Tyler brought the same provocative, chaotic self-expression into his solo career in 2009 with the mixtape Bastard, then broke into Billboard’s top five with his studio albums Goblin (2011), Wolf (2013) Cherry Bomb (2015) and Flower Boy (2017). He finally hit No. 1 with 2019’s Igor, and the following year, at 28, was recognized in Forbes’ 30 Under 30 Music category. In addition to writing, arranging and producing almost all his music, Tyler creates a distinct visual style and wardrobe for each album—what would now be called “eras,” in a post-Eras Tour world—sporting everything from pastel-colored rugby shirts to fur Ushanka trapper hats to a blonde bob wig.
Marty Party: In December, Tyler celebrated his scene-stealing performance in ‘Marty Supreme’ with actor Timothee Chalamet, who earned an Oscar nomination in the title role.
ANGELA WEISS / AFP via Getty Images
That creative and entrepreneurial spirit led to the launch of Golf Wang (an anagram of Wolf Gang) in 2011, at just 20 years old. The apparel company sells premium-priced streetwear inspired by Tyler’s own loud fashion, collaborating with brands such as Converse, Lacoste, Louis Vuitton as well as non-clothing brands, including Jeni’s Ice Cream, Arizona Green Tea, and Super73 e-bikes, and often selling its products in exclusive, limited-time drops that capitalize on the internet’s collective FOMO. The company has never released financial figures, though in a 2019 freestyle Tyler bragged, “If they talking M’s, Golf did 17 in ‘18 m—-f—- and that’s just one season.”

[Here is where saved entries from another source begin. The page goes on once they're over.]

//! Linear opacity ramp
//!
//! The transition duration `D` is split into `N` equal steps and the ramp
//! visits `N + 1` points, both endpoints included. At each point the ratio
//! `i / N` is computed once: the hidden layer gets the ratio and the active
//! layer its complement, so the pair always sums to exactly 1.0.

use std::time::Duration;

use crate::error::{Error, Result};

/// Default transition duration
pub const DEFAULT_DURATION: Duration = Duration::from_millis(10_000);

/// Default number of ramp steps
pub const DEFAULT_STEPS: u32 = 1000;

/// Upper bound on ramp steps; a cycle's whole plan is built up front
pub const MAX_STEPS: u32 = 10_000;

/// Shortest pause between ramp points for a non-zero duration
pub const MIN_STEP_INTERVAL: Duration = Duration::from_millis(1);

/// Opacities at one ramp point
#[derive(Debug, Clone, Copy, PartialEq)]
pub struct RampPoint {
    /// Step index, `0..=steps`
    pub step: u32,
    /// Opacity of the incoming (hidden) layer
    pub hidden: f64,
    /// Opacity of the outgoing (active) layer
    pub active: f64,
}

impl RampPoint {
    /// Point `step` of a ramp with `steps` steps
    pub fn at(step: u32, steps: u32) -> Self {
        let ratio = step as f64 / steps as f64;
        Self {
            step,
            hidden: ratio,
            active: 1.0 - ratio,
        }
    }
}

/// Duration and resolution of a crossfade
#[derive(Debug, Clone, Copy, PartialEq, Eq)]
pub struct RampSettings {
    duration: Duration,
    steps: u32,
}

impl RampSettings {
    /// `steps` must be in `1..=MAX_STEPS`, and for a non-zero `duration` the
    /// step interval `duration / steps` must be at least [`MIN_STEP_INTERVAL`]
    pub fn new(duration: Duration, steps: u32) -> Result<Self> {
        if steps == 0 {
            return Err(Error::Config("crossfade steps must be at least 1".to_string()));
        }
        if steps > MAX_STEPS {
            return Err(Error::Config(format!(
                "crossfade steps must be at most {}, got {}",
                MAX_STEPS, steps
            )));
        }
        if !duration.is_zero() && duration / steps < MIN_STEP_INTERVAL {
            return Err(Error::Config(format!(
                "crossfade of {:?} in {} steps pauses less than {:?} per step",
                duration, steps, MIN_STEP_INTERVAL
            )));
        }
        Ok(Self { duration, steps })
    }

    pub fn duration(&self) -> Duration {
        self.duration
    }

    pub fn steps(&self) -> u32 {
        self.steps
    }

    /// Delay between consecutive points (`D / N`)
    pub fn step_interval(&self) -> Duration {
        self.duration / self.steps
    }

    /// All `N + 1` points in order
    pub fn points(&self) -> impl Iterator<Item = RampPoint> {
        let steps = self.steps;
        (0..=steps).map(move |step| RampPoint::at(step, steps))
    }
}

impl Default for RampSettings {
    fn default() -> Self {
        Self {
            duration: DEFAULT_DURATION,
            steps: DEFAULT_STEPS,
        }
    }
}
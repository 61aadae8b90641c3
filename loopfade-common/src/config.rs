//! Configuration file discovery and TOML loading
//!
//! Config file resolution follows this priority order:
//! 1. Command-line argument (highest priority)
//! 2. Environment variable (`LOOPFADE_CONFIG` by default)
//! 3. User config file (`~/.config/<app>/config.toml`)
//! 4. System config file (`/etc/<app>/config.toml`, Unix only)
//!
//! A missing config file is not an error at this level: callers fall back to
//! built-in defaults and log a warning.

use crate::{Error, Result};
use serde::de::DeserializeOwned;
use std::path::{Path, PathBuf};
use tracing::debug;

/// Default environment variable naming an explicit config file
pub const CONFIG_ENV_VAR: &str = "LOOPFADE_CONFIG";

/// Where a resolved config file path came from
#[derive(Debug, Clone, Copy, PartialEq, Eq)]
pub enum ConfigSource {
    CommandLine,
    Environment,
    UserConfig,
    SystemConfig,
}

/// A config file path together with the rule that selected it
#[derive(Debug, Clone, PartialEq, Eq)]
pub struct ResolvedConfigFile {
    pub path: PathBuf,
    pub source: ConfigSource,
}

/// Locates the TOML config file for one application
#[derive(Debug, Clone)]
pub struct ConfigFileResolver {
    app_name: String,
    env_var: String,
}

impl ConfigFileResolver {
    /// Create a resolver using [`CONFIG_ENV_VAR`] as the environment override
    pub fn new(app_name: &str) -> Self {
        Self {
            app_name: app_name.to_string(),
            env_var: CONFIG_ENV_VAR.to_string(),
        }
    }

    /// Use a different environment variable for the explicit override
    pub fn with_env_var(mut self, env_var: &str) -> Self {
        self.env_var = env_var.to_string();
        self
    }

    /// Resolve the config file path.
    ///
    /// Explicit paths (CLI or environment) are returned even when the file does
    /// not exist, so that loading reports the bad path instead of silently
    /// falling back to defaults. Implicit locations are only returned if present.
    pub fn resolve(&self, cli_arg: Option<&Path>) -> Option<ResolvedConfigFile> {
        // Priority 1: Command-line argument
        if let Some(path) = cli_arg {
            return Some(ResolvedConfigFile {
                path: path.to_path_buf(),
                source: ConfigSource::CommandLine,
            });
        }

        // Priority 2: Environment variable
        if let Ok(path) = std::env::var(&self.env_var) {
            if !path.is_empty() {
                return Some(ResolvedConfigFile {
                    path: PathBuf::from(path),
                    source: ConfigSource::Environment,
                });
            }
        }

        // Priority 3: per-user config directory
        if let Some(path) = self.user_config_path() {
            if path.exists() {
                return Some(ResolvedConfigFile {
                    path,
                    source: ConfigSource::UserConfig,
                });
            }
        }

        // Priority 4: system-wide config
        if let Some(path) = self.system_config_path() {
            if path.exists() {
                return Some(ResolvedConfigFile {
                    path,
                    source: ConfigSource::SystemConfig,
                });
            }
        }

        debug!("No config file found for {}", self.app_name);
        None
    }

    /// `~/.config/<app>/config.toml` (or the platform equivalent)
    pub fn user_config_path(&self) -> Option<PathBuf> {
        dirs::config_dir().map(|d| d.join(&self.app_name).join("config.toml"))
    }

    fn system_config_path(&self) -> Option<PathBuf> {
        if cfg!(unix) {
            Some(PathBuf::from("/etc").join(&self.app_name).join("config.toml"))
        } else {
            None
        }
    }
}

/// Read and deserialize a TOML file
pub fn load_toml<T: DeserializeOwned>(path: &Path) -> Result<T> {
    let content = std::fs::read_to_string(path)
        .map_err(|e| Error::Config(format!("Failed to read config file {:?}: {}", path, e)))?;

    toml::from_str(&content)
        .map_err(|e| Error::Config(format!("Failed to parse TOML {:?}: {}", path, e)))
}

In the fall of 2012, he was among the first artists to organize his own live event, bringing around 2,000 fans together for the inaugural “OFWGKTA Carnival” (named after the abbreviation for Odd Future’s full name) in the parking lot of a small venue in Downtown Los Angeles. Over time, the event has grown into the Camp Flog Gnaw Festival (its name spells Golf Wang in reverse), which sold out Dodger Stadium for two consecutive days in 2025. Forbes estimates last year’s event generated more than $25 million in ticket sales and sold millions more in merchandise. The Los Angeles Times reported that some festival-goers were purchasing $600 to $750 worth of apparel each.
Yet no matter how popular and mainstream Tyler becomes, his fans have maintained their outsider spirit. When Drake appeared as a surprise guest to perform at Camp Flog Gnaw in 2019, then arguably the biggest musician on the planet, fans booed him off the stage, having convinced each other online that the surprise was going to be ex-Odd Future member Frank Ocean.
“That always stood out to me as, Okay, he’s attracting a disparate fanbase,” says Runcie. “And that speaks to why his festival has lived on in a time where many festivals didn’t make it post-pandemic, or artists who have tried them and it didn’t quite work.”
From the stage at this year’s festival, Tyler took a moment from his performance to acknowledge that it’s the loyalty of those same fans that have pushed him to his new heights. “I’ve had such a super busy, super transitional, super crazy awesome year,” he told the crowd. “And it really all comes down to you n——s that’s supported me since day one—I appreciate each and every one of you.”